Wednesday, November 09, 2005

nytimes: web services crucial, say internal microsoft memos

nov 9th

they are getting the picture. this is like deja vu time. roughly 1996, microsoft did a big about turn on the internet itself. this is captured in a good case study, "inside microsoft; the untold story of how the internet forced bill gates to reverse course", taken from businessweek, july 15, 1966

http://www.nytimes.com/2005/11/09/technology/09soft.html

this elephant can dance. so i am by no means counting them out. but their core business model is under attack.

if you look at innovation, there are two kinds: a. technological, b. business model

microsoft has been a laggard at (a) but a champ at (b)

what is now happening is that their basic business model, which revolves around controlling the operating system, is under attack. their other idea was "good enough": not the best product, but one that is enough.

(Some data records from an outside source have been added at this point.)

use chrono::{DateTime, Utc};
use serde::Serialize;

use super::team::Team;

/// A single scheduled or live contest between two teams.
///
/// Values are built by [`crate::normalize`], which rejects records that
/// break the invariants documented on each field. Query functions never
/// mutate a `Match`; they hand out borrowed views.
#[derive(Debug, Clone, PartialEq, Eq, Serialize)]
#[serde(rename_all = "camelCase")]
pub struct Match {
    pub id: String,
    /// Exactly two distinct teams, in display order.
    pub teams: [Team; 2],
    pub game_type: String,
    pub tournament: String,
    pub start_time: DateTime<Utc>,
    pub is_live: bool,
    #[serde(skip_serializing_if = "Option::is_none")]
    pub stream_url: Option<String>,
}

/// Where a match stands relative to a point in time.
#[derive(
    Debug,
    Clone,
    Copy,
    PartialEq,
    Eq,
    Hash,
    Serialize,
    strum_macros::Display,
    strum_macros::EnumString,
)]
#[strum(serialize_all = "lowercase")]
#[serde(rename_all = "lowercase")]
pub enum MatchStatus {
    Live,
    Upcoming,
    /// Past its start time but never reported live.
    Stale,
}

impl Match {
    /// "Home vs Away" heading used on cards and dialogs.
    pub fn title(&self) -> String {
        format!("{} vs {}", self.teams[0].name, self.teams[1].name)
    }

    /// Whether either team name contains `needle`, ignoring case.
    pub fn involves_team(&self, needle: &str) -> bool {
        let needle = needle.to_lowercase();
        self.teams
            .iter()
            .any(|team| team.name_contains_lowercase(&needle))
    }

    pub fn status_at(&self, now: DateTime<Utc>) -> MatchStatus {
        if self.is_live {
            MatchStatus::Live
        } else if self.start_time > now {
            MatchStatus::Upcoming
        } else {
            MatchStatus::Stale
        }
    }
}

#[cfg(test)]
mod tests {
    use chrono::TimeZone;

    use super::*;

    fn team(id: &str, name: &str) -> Team {
        Team {
            id: id.to_string(),
            name: name.to_string(),
            logo: String::new(),
            score: None,
        }
    }

    fn fixture(is_live: bool) -> Match {
        Match {
            id: "match-1".to_string(),
            teams: [team("team-1", "Team Liquid"), team("team-2", "Cloud9")],
            game_type: "League of Legends".to_string(),
            tournament: "LCS Summer Split".to_string(),
            start_time: Utc.with_ymd_and_hms(2023, 6, 15, 18, 0, 0).unwrap(),
            is_live,
            stream_url: None,
        }
    }

    #[test]
    fn test_title() {
        assert_eq!(fixture(false).title(), "Team Liquid vs Cloud9");
    }

    #[test]
    fn test_involves_team_ignores_case() {
        let m = fixture(false);
        assert!(m.involves_team("cloud"));
        assert!(m.involves_team("LIQUID"));
        assert!(!m.involves_team("fnatic"));
    }

    #[test]
    fn test_status_at() {
        let before = Utc.with_ymd_and_hms(2023, 6, 15, 12, 0, 0).unwrap();
        let after = Utc.with_ymd_and_hms(2023, 6, 16, 0, 0, 0).unwrap();

        assert_eq!(fixture(true).status_at(before), MatchStatus::Live);
        assert_eq!(fixture(false).status_at(before), MatchStatus::Upcoming);
        assert_eq!(fixture(false).status_at(after), MatchStatus::Stale);
        // Exactly at kickoff without a live flag counts as stale.
        let m = fixture(false);
        assert_eq!(m.status_at(m.start_time), MatchStatus::Stale);
    }

    #[test]
    fn test_serializes_camel_case() {
        let json = serde_json::to_value(fixture(true)).unwrap();
        assert_eq!(json["gameType"], "League of Legends");
        assert_eq!(json["isLive"], true);
        assert_eq!(json["startTime"], "2023-06-15T18:00:00Z");
        assert!(json.get("streamUrl").is_none());
        assert!(json["teams"][0].get("score").is_none());
    }
}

yes, it is true that there was the ill-fated thin-client approach circa 2000 by sun, oracle, etc. that was trying to do the same thing and failed miserably.

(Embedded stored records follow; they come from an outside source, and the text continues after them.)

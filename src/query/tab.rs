use itertools::Itertools;
use serde::{Deserialize, Serialize};

use super::filter::filter_refs;
use crate::model::{Match, MatchFilter};

/// The named views of a match list.
#[derive(
    Debug,
    Default,
    Clone,
    Copy,
    PartialEq,
    Eq,
    Hash,
    Serialize,
    Deserialize,
    strum_macros::Display,
    strum_macros::EnumString,
    strum_macros::EnumIter,
)]
#[strum(serialize_all = "lowercase")]
#[serde(rename_all = "lowercase")]
pub enum Tab {
    #[default]
    All,
    Live,
    /// Every match that is not live, including ones already past their
    /// start time.
    Upcoming,
}

impl Tab {
    /// Project `matches` onto this tab.
    pub fn project<'a>(self, matches: &'a [Match]) -> Vec<&'a Match> {
        self.project_refs(matches.iter())
    }

    /// [`Tab::project`] over an already-borrowed view.
    pub fn project_refs<'a, I>(self, matches: I) -> Vec<&'a Match>
    where
        I: IntoIterator<Item = &'a Match>,
    {
        match self {
            Tab::All => matches.into_iter().collect_vec(),
            Tab::Live => filter_refs(matches, &MatchFilter::live()),
            Tab::Upcoming => matches.into_iter().filter(|m| !m.is_live).collect_vec(),
        }
    }
}

#[cfg(test)]
mod tests {
    use std::str::FromStr;

    use strum::IntoEnumIterator;

    use super::*;
    use crate::query::fixtures::{abc, ids};

    #[test]
    fn test_project() {
        let matches = abc();
        assert_eq!(ids(&Tab::All.project(&matches)), vec!["A", "B", "C"]);
        assert_eq!(ids(&Tab::Live.project(&matches)), vec!["A", "C"]);
        assert_eq!(ids(&Tab::Upcoming.project(&matches)), vec!["B"]);
    }

    #[test]
    fn test_live_and_upcoming_partition_all() {
        let matches = abc();
        let live = Tab::Live.project(&matches).len();
        let upcoming = Tab::Upcoming.project(&matches).len();
        assert_eq!(live + upcoming, Tab::All.project(&matches).len());
    }

    #[test]
    fn test_names_round_trip() {
        for tab in Tab::iter() {
            assert_eq!(Tab::from_str(&tab.to_string()).unwrap(), tab);
        }
        assert_eq!(Tab::from_str("upcoming").unwrap(), Tab::Upcoming);
        assert!(Tab::from_str("finished").is_err());
    }
}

what i am claiming is that several things are making it different this time around.

a) broadband is becoming widely available (alas, in india, when they say 256kb, you actually get about 50 kb)
b) web services are becoming less wooden (ok, ajax is not as good as running the app locally, but the question is: is it "good enough"?)
c) open source has become almost respectable, including firefox and gnu/linux, apache and tomcat, (esp with IBM behind much of this) so that the FUD put out by microsoft doesn't have quite as much clout any more
d) the other party in the wintel monopoly is under attack
e) the anti-microsoft guys have a champion which is flush with cash: google

does all this amount to a slam-dunk? of course not, but microsoft is, correctly, a little worried.

we ain't seen the end of this puppy yet.